### WHAT IS EXPECTED
Your answer should consist of every line from the records that holds the string "LikeState".

### EXTRACTED RECORDS

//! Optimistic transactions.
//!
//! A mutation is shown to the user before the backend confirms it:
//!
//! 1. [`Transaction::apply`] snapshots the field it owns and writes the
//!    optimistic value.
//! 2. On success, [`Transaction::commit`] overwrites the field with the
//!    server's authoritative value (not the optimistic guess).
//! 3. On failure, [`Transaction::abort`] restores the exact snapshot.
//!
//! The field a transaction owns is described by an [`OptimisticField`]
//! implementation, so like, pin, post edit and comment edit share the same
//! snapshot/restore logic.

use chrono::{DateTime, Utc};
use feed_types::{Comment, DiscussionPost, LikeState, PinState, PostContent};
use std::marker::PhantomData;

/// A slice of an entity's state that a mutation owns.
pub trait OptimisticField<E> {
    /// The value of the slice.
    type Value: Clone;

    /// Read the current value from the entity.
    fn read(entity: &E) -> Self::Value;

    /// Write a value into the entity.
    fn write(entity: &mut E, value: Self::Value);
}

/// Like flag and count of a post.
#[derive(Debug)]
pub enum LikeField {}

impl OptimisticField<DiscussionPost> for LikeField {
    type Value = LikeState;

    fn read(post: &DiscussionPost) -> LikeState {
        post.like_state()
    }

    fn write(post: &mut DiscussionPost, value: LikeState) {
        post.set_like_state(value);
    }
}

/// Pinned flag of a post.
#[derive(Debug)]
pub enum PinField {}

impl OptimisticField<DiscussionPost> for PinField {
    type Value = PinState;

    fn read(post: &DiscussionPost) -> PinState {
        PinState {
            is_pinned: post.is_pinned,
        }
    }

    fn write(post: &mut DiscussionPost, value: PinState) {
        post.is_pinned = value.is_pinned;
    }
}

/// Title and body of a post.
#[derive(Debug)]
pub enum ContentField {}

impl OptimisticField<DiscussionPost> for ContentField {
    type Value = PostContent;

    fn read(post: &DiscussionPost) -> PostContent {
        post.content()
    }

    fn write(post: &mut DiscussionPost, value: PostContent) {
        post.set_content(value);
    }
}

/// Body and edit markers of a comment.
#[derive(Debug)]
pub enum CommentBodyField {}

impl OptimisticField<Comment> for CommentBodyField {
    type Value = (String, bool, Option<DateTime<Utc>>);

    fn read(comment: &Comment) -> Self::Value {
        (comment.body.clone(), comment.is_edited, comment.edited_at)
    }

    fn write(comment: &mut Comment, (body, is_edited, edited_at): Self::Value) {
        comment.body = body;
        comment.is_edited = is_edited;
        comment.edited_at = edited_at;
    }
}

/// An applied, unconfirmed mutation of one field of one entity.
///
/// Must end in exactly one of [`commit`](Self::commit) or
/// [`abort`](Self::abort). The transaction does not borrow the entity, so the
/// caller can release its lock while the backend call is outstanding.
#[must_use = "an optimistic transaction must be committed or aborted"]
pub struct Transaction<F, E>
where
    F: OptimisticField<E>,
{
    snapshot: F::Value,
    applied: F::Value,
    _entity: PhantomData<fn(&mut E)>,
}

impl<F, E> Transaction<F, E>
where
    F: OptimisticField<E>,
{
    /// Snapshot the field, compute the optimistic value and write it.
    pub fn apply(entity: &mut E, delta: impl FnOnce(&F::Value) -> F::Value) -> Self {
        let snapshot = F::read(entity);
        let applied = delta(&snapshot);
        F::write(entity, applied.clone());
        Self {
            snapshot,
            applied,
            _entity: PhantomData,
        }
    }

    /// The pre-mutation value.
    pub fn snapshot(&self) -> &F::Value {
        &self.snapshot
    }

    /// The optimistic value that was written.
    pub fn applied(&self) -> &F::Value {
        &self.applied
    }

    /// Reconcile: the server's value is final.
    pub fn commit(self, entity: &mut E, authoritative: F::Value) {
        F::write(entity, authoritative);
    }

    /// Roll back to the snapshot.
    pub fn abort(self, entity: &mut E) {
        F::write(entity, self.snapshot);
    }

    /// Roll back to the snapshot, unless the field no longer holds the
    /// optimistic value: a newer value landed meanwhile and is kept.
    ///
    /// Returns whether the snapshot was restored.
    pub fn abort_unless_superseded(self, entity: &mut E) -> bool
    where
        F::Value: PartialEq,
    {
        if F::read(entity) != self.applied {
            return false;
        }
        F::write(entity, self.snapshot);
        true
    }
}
--
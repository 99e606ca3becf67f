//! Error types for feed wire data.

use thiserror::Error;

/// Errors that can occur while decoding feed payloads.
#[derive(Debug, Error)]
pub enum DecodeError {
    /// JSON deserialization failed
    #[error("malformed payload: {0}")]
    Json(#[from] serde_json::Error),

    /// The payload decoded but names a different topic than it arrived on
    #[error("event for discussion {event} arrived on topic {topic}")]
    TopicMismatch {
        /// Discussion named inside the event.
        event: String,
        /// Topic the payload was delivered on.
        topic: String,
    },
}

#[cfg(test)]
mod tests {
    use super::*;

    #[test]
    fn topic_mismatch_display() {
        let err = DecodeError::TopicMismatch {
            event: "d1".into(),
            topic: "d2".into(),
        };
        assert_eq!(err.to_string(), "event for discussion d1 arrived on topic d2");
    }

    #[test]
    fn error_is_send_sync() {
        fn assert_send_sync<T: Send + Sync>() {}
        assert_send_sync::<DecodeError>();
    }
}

### WRITTEN ANSWER
use feed_types::{Comment, DiscussionPost, LikeState, PinState, PostContent};
    type Value = LikeState;
    fn read(post: &DiscussionPost) -> LikeState {
    fn write(post: &mut DiscussionPost, value: LikeState) {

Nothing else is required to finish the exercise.